This brief essay links together two distinct rules for optimizing economic growth. One is the golden rule for aggregate saving, and the other is the optimal rule for maximizing a particular kind of social investment, that in the state of the arts. The latter requires application of Euler's equation from the calculus of variations. The former means basically choosing the proper discount rate between current and future consumption of the work force, measured in efficiency units. Two countries, the United States and Germany, are tested for their performance. Previous work has taken two forms: One is to define an optimal level of investment in progress, as in Barro (2001) or Gehrels (2010); the other is to compare countries at different levels of development and to seek the causes for their differences. Prominent here are Hall and Jones (1999), Hanushek and Woessmann (2008), and Viane and Zilcha (2009).

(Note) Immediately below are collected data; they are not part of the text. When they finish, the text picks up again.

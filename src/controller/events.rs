//! Events flowing into the controller

use crate::error::FetchError;
use crate::suggestion::SuggestionSet;
use crate::timer::TimerToken;

use super::scheduler::CycleToken;

/// Keys the controller distinguishes
#[derive(Debug, Clone, Copy, PartialEq, Eq)]
pub enum Key {
    ArrowUp,
    ArrowDown,
    ArrowLeft,
    ArrowRight,
    Escape,
    Enter,
    Tab,
    Backspace,
    Char(char),
    Other,
}

impl Key {
    /// Arrow keys and Escape drive navigation and never trigger a fetch
    pub fn is_navigation(&self) -> bool {
        matches!(
            self,
            Key::ArrowUp | Key::ArrowDown | Key::ArrowLeft | Key::ArrowRight | Key::Escape
        )
    }
}

/// Events produced by the host's widgets
#[derive(Debug, Clone, PartialEq, Eq)]
pub enum UiEvent {
    /// Key released in the input; `value` is the input text after the key
    InputKeyUp { key: Key, value: String },
    InputKeyDown { key: Key },
    InputBlur,
    InputFocus,
    /// Key pressed while a dropdown row has focus
    DropdownKeyDown { key: Key },
    DropdownFocus,
}

/// Whether the host should suppress the key's default action
#[derive(Debug, Clone, Copy, PartialEq, Eq)]
pub enum KeyOutcome {
    Handled,
    Ignored,
}

/// Deferred work delivered back to the controller through its wakeup channel
#[derive(Debug)]
pub enum Wakeup {
    /// Typing paused for the debounce delay
    Debounce(TimerToken),
    /// The blur grace delay elapsed
    BlurGrace(TimerToken),
    /// A suggestion request finished
    Fetched {
        cycle: CycleToken,
        query: String,
        outcome: Result<SuggestionSet, FetchError>,
    },
}
//! CKAN action API client
//!
//! Calls the `search_autocomplete` action and unwraps the standard action
//! envelope `{"success": ..., "result": ..., "error": ...}`.

use futures::FutureExt;
use futures::future::BoxFuture;
use reqwest::Url;
use serde::Deserialize;

use super::{SuggestionFetcher, SuggestionRequest};
use crate::error::{ConfigError, FetchError};
use crate::suggestion::SuggestionSet;

/// Action endpoint, relative to the site root
pub const ACTION_PATH: &str = "api/3/action/search_autocomplete";

/// Longest body excerpt kept in a status error
const MAX_ERROR_BODY: usize = 200;

#[derive(Debug, Deserialize)]
struct ActionResponse {
    #[serde(default)]
    success: bool,
    result: Option<SuggestionSet>,
    error: Option<serde_json::Value>,
}

#[derive(Debug, Clone)]
pub struct CkanClient {
    http: reqwest::Client,
    endpoint: Url,
}

impl CkanClient {
    /// Client for the portal rooted at `site`
    pub fn new(site: &Url) -> Result<Self, ConfigError> {
        let endpoint = site.join(ACTION_PATH).map_err(|e| ConfigError::InvalidUrl {
            url: site.to_string(),
            message: e.to_string(),
        })?;

        Ok(Self {
            http: reqwest::Client::new(),
            endpoint,
        })
    }

    pub fn endpoint(&self) -> &Url {
        &self.endpoint
    }
}

impl SuggestionFetcher for CkanClient {
    fn fetch(&self, request: SuggestionRequest) -> BoxFuture<'static, Result<SuggestionSet, FetchError>> {
        let http = self.http.clone();
        let endpoint = self.endpoint.clone();

        async move {
            log::debug!("POST {} q={:?}", endpoint, request.q);
            let response = http
                .post(endpoint)
                .json(&request)
                .send()
                .await
                .map_err(|e| FetchError::Network(e.to_string()))?;

            let status = response.status().as_u16();
            let body = response
                .text()
                .await
                .map_err(|e| FetchError::Network(e.to_string()))?;

            parse_action_response(status, &body)
        }
        .boxed()
    }
}

/// Interpret an action API response
///
/// CKAN reports failures with a JSON envelope even on 4xx/5xx, so the body is
/// inspected before the status code.
pub fn parse_action_response(status: u16, body: &str) -> Result<SuggestionSet, FetchError> {
    let envelope = serde_json::from_str::<ActionResponse>(body);
    let ok_status = (200..300).contains(&status);

    match envelope {
        Ok(ActionResponse { success: false, error, .. }) => Err(FetchError::Api(describe_error(error))),
        Ok(ActionResponse { result: Some(result), .. }) if ok_status => Ok(result),
        Ok(_) if ok_status => Err(FetchError::Parse("missing result".to_string())),
        Err(e) if ok_status => Err(FetchError::Parse(e.to_string())),
        _ => Err(FetchError::Status {
            code: status,
            message: excerpt(body),
        }),
    }
}

fn describe_error(error: Option<serde_json::Value>) -> String {
    let Some(error) = error else {
        return "request failed".to_string();
    };

    let message = error.get("message").and_then(|m| m.as_str());
    let kind = error.get("__type").and_then(|t| t.as_str());
    match (kind, message) {
        (Some(kind), Some(message)) => format!("{}: {}", kind, message),
        (None, Some(message)) => message.to_string(),
        (Some(kind), None) => kind.to_string(),
        (None, None) => error.to_string(),
    }
}

fn excerpt(body: &str) -> String {
    let trimmed = body.trim();
    match trimmed.char_indices().nth(MAX_ERROR_BODY) {
        Some((cut, _)) => format!("{}…", &trimmed[..cut]),
        None => trimmed.to_string(),
    }
}

#[cfg(test)]
#[path = "ckan_tests.rs"]
mod ckan_tests;
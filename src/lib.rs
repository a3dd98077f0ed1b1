//! Search-as-you-type suggestions for CKAN portals
//!
//! [`controller::Controller`] is the core: it debounces keystrokes, keeps at
//! most one suggestion request in flight, renders grouped results into a
//! [`view::DropdownView`] and runs the keyboard cursor over them. The
//! terminal host in [`app`] wires a text input and a dropdown to it.

pub mod app;
pub mod cli;
pub mod config;
pub mod controller;
pub mod error;
pub mod fetch;
pub mod label;
pub mod logging;
pub mod suggestion;
pub mod timer;
pub mod view;
pub mod widgets;

#[cfg(test)]
mod test_utils;
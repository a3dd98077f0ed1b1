//! Suggestion label formatting
//!
//! Turns a raw suggestion into a structured, markup-free label. Highlighting
//! is expressed as styled spans, never as concatenated HTML, so a label can
//! be rendered to a terminal or to escaped HTML without ever interpreting
//! the backend's text as markup.

use regex::{Regex, RegexBuilder};
use scraper::Html;

use crate::suggestion::{SectionKind, Suggestion};

/// Visual treatment of a label fragment
#[derive(Debug, Clone, Copy, PartialEq, Eq)]
pub enum SpanStyle {
    Plain,
    /// Query term match
    Emphasis,
    /// De-emphasized annotation such as the category type
    Muted,
}

#[derive(Debug, Clone, PartialEq, Eq)]
pub struct LabelSpan {
    pub text: String,
    pub style: SpanStyle,
}

/// Renderable label made of styled text spans
#[derive(Debug, Clone, Default, PartialEq, Eq)]
pub struct Label {
    spans: Vec<LabelSpan>,
}

impl Label {
    pub fn plain(text: impl Into<String>) -> Self {
        let mut label = Self::default();
        label.push(text, SpanStyle::Plain);
        label
    }

    /// Append a span, merging it into the previous one when the style matches
    pub fn push(&mut self, text: impl Into<String>, style: SpanStyle) {
        let text = text.into();
        if text.is_empty() {
            return;
        }
        match self.spans.last_mut() {
            Some(last) if last.style == style => last.text.push_str(&text),
            _ => self.spans.push(LabelSpan { text, style }),
        }
    }

    pub fn spans(&self) -> &[LabelSpan] {
        &self.spans
    }

    /// Label text with styling dropped
    pub fn plain_text(&self) -> String {
        self.spans.iter().map(|s| s.text.as_str()).collect()
    }

    /// Escaped HTML rendering: `<strong>` for matches, `<span class="muted">` for annotations
    pub fn to_html(&self) -> String {
        let mut html = String::new();
        for span in &self.spans {
            let text = escape_html(&span.text);
            match span.style {
                SpanStyle::Plain => html.push_str(&text),
                SpanStyle::Emphasis => {
                    html.push_str("<strong>");
                    html.push_str(&text);
                    html.push_str("</strong>");
                }
                SpanStyle::Muted => {
                    html.push_str("<span class=\"muted\">");
                    html.push_str(&text);
                    html.push_str("</span>");
                }
            }
        }
        html
    }
}

/// Format a suggestion for display in the given section
pub fn format_label(section: &SectionKind, query: &str, suggestion: &Suggestion) -> Label {
    match section {
        SectionKind::Datasets => highlight_terms(&strip_markup(&suggestion.label), query),
        SectionKind::Categories => {
            let text = strip_markup(&suggestion.label);
            match suggestion.kind.as_deref().filter(|k| !k.is_empty()) {
                Some(kind) => {
                    let mut label = Label::plain(format!("{} ", text));
                    label.push(format!("({})", kind), SpanStyle::Muted);
                    label
                }
                None => Label::plain(text),
            }
        }
        SectionKind::Other(_) => Label::plain(suggestion.label.clone()),
    }
}

/// Wrap every case-insensitive occurrence of a query term in an emphasis span
pub fn highlight_terms(text: &str, query: &str) -> Label {
    let Some(pattern) = term_pattern(query) else {
        return Label::plain(text);
    };

    let mut label = Label::default();
    let mut cursor = 0;
    for found in pattern.find_iter(text) {
        label.push(&text[cursor..found.start()], SpanStyle::Plain);
        label.push(found.as_str(), SpanStyle::Emphasis);
        cursor = found.end();
    }
    label.push(&text[cursor..], SpanStyle::Plain);
    label
}

/// Alternation of the query's whitespace-separated terms, or None when there are no terms
fn term_pattern(query: &str) -> Option<Regex> {
    let terms: Vec<String> = query.split_whitespace().map(regex::escape).collect();
    if terms.is_empty() {
        return None;
    }

    match RegexBuilder::new(&terms.join("|"))
        .case_insensitive(true)
        .build()
    {
        Ok(pattern) => Some(pattern),
        Err(e) => {
            log::warn!("Skipping highlight for query {:?}: {}", query, e);
            None
        }
    }
}

/// Reduce a markup-bearing label to its display text
///
/// Parses the label as an HTML fragment and keeps its text nodes, so tags go
/// away, character references are decoded and a bare `<` stays text.
pub fn strip_markup(raw: &str) -> String {
    Html::parse_fragment(raw)
        .root_element()
        .text()
        .collect::<String>()
}

fn escape_html(text: &str) -> String {
    text.replace('&', "&amp;")
        .replace('<', "&lt;")
        .replace('>', "&gt;")
        .replace('"', "&quot;")
        .replace('\'', "&#39;")
}

#[cfg(test)]
#[path = "label_tests.rs"]
mod label_tests;
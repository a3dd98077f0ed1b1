//! Dropdown popup rendering
//!
//! Draws the rendered sections under the input: a title line per non-empty
//! section, then its rows. The selection marker gets the high-contrast
//! style and the row holding keyboard focus gets a softer one.

use ratatui::{
    Frame,
    layout::Rect,
    style::{Color, Modifier, Style},
    text::{Line, Span},
    widgets::{Block, Borders, Paragraph},
};
use unicode_width::{UnicodeWidthChar, UnicodeWidthStr};

use crate::label::{Label, SpanStyle};
use crate::view::{DropdownModel, Focus, Row};
use crate::widgets::popup;

const MAX_POPUP_HEIGHT: u16 = 20;
const POPUP_BORDER: u16 = 1;
const ROW_PREFIX_WIDTH: usize = 2;

/// Render the dropdown below the input
///
/// Returns the screen area of each visible row with its flat index.
pub fn render_popup(
    view: &DropdownModel,
    frame: &mut Frame,
    input_area: Rect,
    bounds: Rect,
) -> Vec<(Rect, usize)> {
    let selected = view.selected();
    let focused = match view.focus() {
        Focus::Dropdown(index) => Some(index),
        _ => None,
    };
    let label_width = (input_area.width.saturating_sub(POPUP_BORDER * 2) as usize)
        .saturating_sub(ROW_PREFIX_WIDTH);

    let mut lines = Vec::new();
    // (line offset, flat row index)
    let mut row_lines = Vec::new();
    let mut index = 0;
    for section in view.sections() {
        if section.rows.is_empty() {
            continue;
        }
        lines.push(Line::from(Span::styled(
            section.kind.title().to_string(),
            Style::default()
                .fg(Color::DarkGray)
                .add_modifier(Modifier::BOLD),
        )));
        for row in &section.rows {
            row_lines.push((lines.len(), index));
            lines.push(row_line(
                row,
                selected == Some(index),
                focused == Some(index),
                label_width,
            ));
            index += 1;
        }
    }
    if lines.is_empty() {
        return Vec::new();
    }

    let wanted = (lines.len() as u16).saturating_add(POPUP_BORDER * 2);
    let popup_area = popup::popup_below_anchor(
        input_area,
        bounds,
        wanted.min(MAX_POPUP_HEIGHT),
    );
    let visible = popup_area.height.saturating_sub(POPUP_BORDER * 2) as usize;
    if visible == 0 {
        return Vec::new();
    }

    // Keep the selected (or focused) row on screen
    let anchor_line = selected
        .or(focused)
        .and_then(|target| row_lines.iter().find(|(_, i)| *i == target))
        .map(|(line, _)| *line)
        .unwrap_or(0);
    let offset = (anchor_line + 1).saturating_sub(visible);

    popup::clear_area(frame, popup_area);
    let paragraph = Paragraph::new(lines.into_iter().skip(offset).take(visible).collect::<Vec<_>>())
        .block(
            Block::default()
                .borders(Borders::ALL)
                .title(" Suggestions ")
                .border_style(Style::default().fg(Color::Cyan)),
        );
    frame.render_widget(paragraph, popup_area);

    row_lines
        .into_iter()
        .filter(|(line, _)| *line >= offset && *line < offset + visible)
        .map(|(line, index)| {
            let area = Rect {
                x: popup_area.x + POPUP_BORDER,
                y: popup_area.y + POPUP_BORDER + (line - offset) as u16,
                width: popup_area.width.saturating_sub(POPUP_BORDER * 2),
                height: 1,
            };
            (area, index)
        })
        .collect()
}

fn row_line(row: &Row, selected: bool, focused: bool, width: usize) -> Line<'static> {
    let (prefix, base) = if selected {
        (
            "► ",
            Style::default()
                .fg(Color::Black)
                .bg(Color::Cyan)
                .add_modifier(Modifier::BOLD),
        )
    } else if focused {
        ("▸ ", Style::default().fg(Color::White).bg(Color::DarkGray))
    } else {
        ("  ", Style::default().fg(Color::White))
    };

    let mut spans = vec![Span::styled(prefix, base)];
    spans.extend(label_spans(&row.label, base, selected, width));
    Line::from(spans)
}

/// Styled spans for a label, cut with an ellipsis when wider than `width`
pub(super) fn label_spans(
    label: &Label,
    base: Style,
    selected: bool,
    width: usize,
) -> Vec<Span<'static>> {
    let total: usize = label.spans().iter().map(|s| s.text.width()).sum();
    let overflow = total > width;
    let mut remaining = if overflow {
        width.saturating_sub(1)
    } else {
        width
    };

    let mut spans = Vec::new();
    for span in label.spans() {
        if remaining == 0 {
            break;
        }
        let text = take_width(&span.text, remaining);
        remaining -= text.width();
        spans.push(Span::styled(
            text.to_string(),
            base.patch(span_style(span.style, selected)),
        ));
    }
    if overflow && width > 0 {
        spans.push(Span::styled("…", base));
    }
    spans
}

fn span_style(style: SpanStyle, selected: bool) -> Style {
    match (style, selected) {
        (SpanStyle::Plain, _) => Style::default(),
        (SpanStyle::Emphasis, true) => Style::default().add_modifier(Modifier::UNDERLINED),
        (SpanStyle::Emphasis, false) => Style::default()
            .fg(Color::Yellow)
            .add_modifier(Modifier::BOLD),
        (SpanStyle::Muted, true) => Style::default().add_modifier(Modifier::ITALIC),
        (SpanStyle::Muted, false) => Style::default().fg(Color::DarkGray),
    }
}

/// Longest prefix of `text` whose display width fits in `max_width`
pub(super) fn take_width(text: &str, max_width: usize) -> &str {
    let mut used = 0;
    for (offset, c) in text.char_indices() {
        let w = c.width().unwrap_or(0);
        if used + w > max_width {
            return &text[..offset];
        }
        used += w;
    }
    text
}

#[cfg(test)]
#[path = "dropdown_render_tests.rs"]
mod dropdown_render_tests;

Testing against the Golden Rule

This first issue examined here is whether at near full employment the United States economy succeeded in providing the amount of real capital formation which comes near that required to satisfy the Golden Rule of Investment, first put forward by Joan Robinson and exposited by a number of other authors. The accepted finding is that in an economy driven by inputs of labor and capital, and subject to constant returns to scale in the aggregate, but diminishing returns to proportion, an amount of net investment is required such that the marginal product of capital just matches the growth rate of the work force, as measured in efficiency units. This in turn requires that an amount of investment matching the share of capital in the social product be invested continuously over time. For that purpose, one can take either the net share in the net national product, or the gross share in the gross product. Strictly speaking, the observer would want a number of successive years of full employment. Lacking these in recent decades, we concentrate on one year, 2012, which comes relatively close, and for which the U.S. Bureau of Economic Analysis provides data. The finding from Tables 1 and 2 is that net capital formation is well below the share of capital in the net national product. Hence the United States economy, even if it maintained itself on a full-employment path, would not be on its highest steady-state consumption path--one where it is not possible to increase consumption per head at one point in time without reducing it at another.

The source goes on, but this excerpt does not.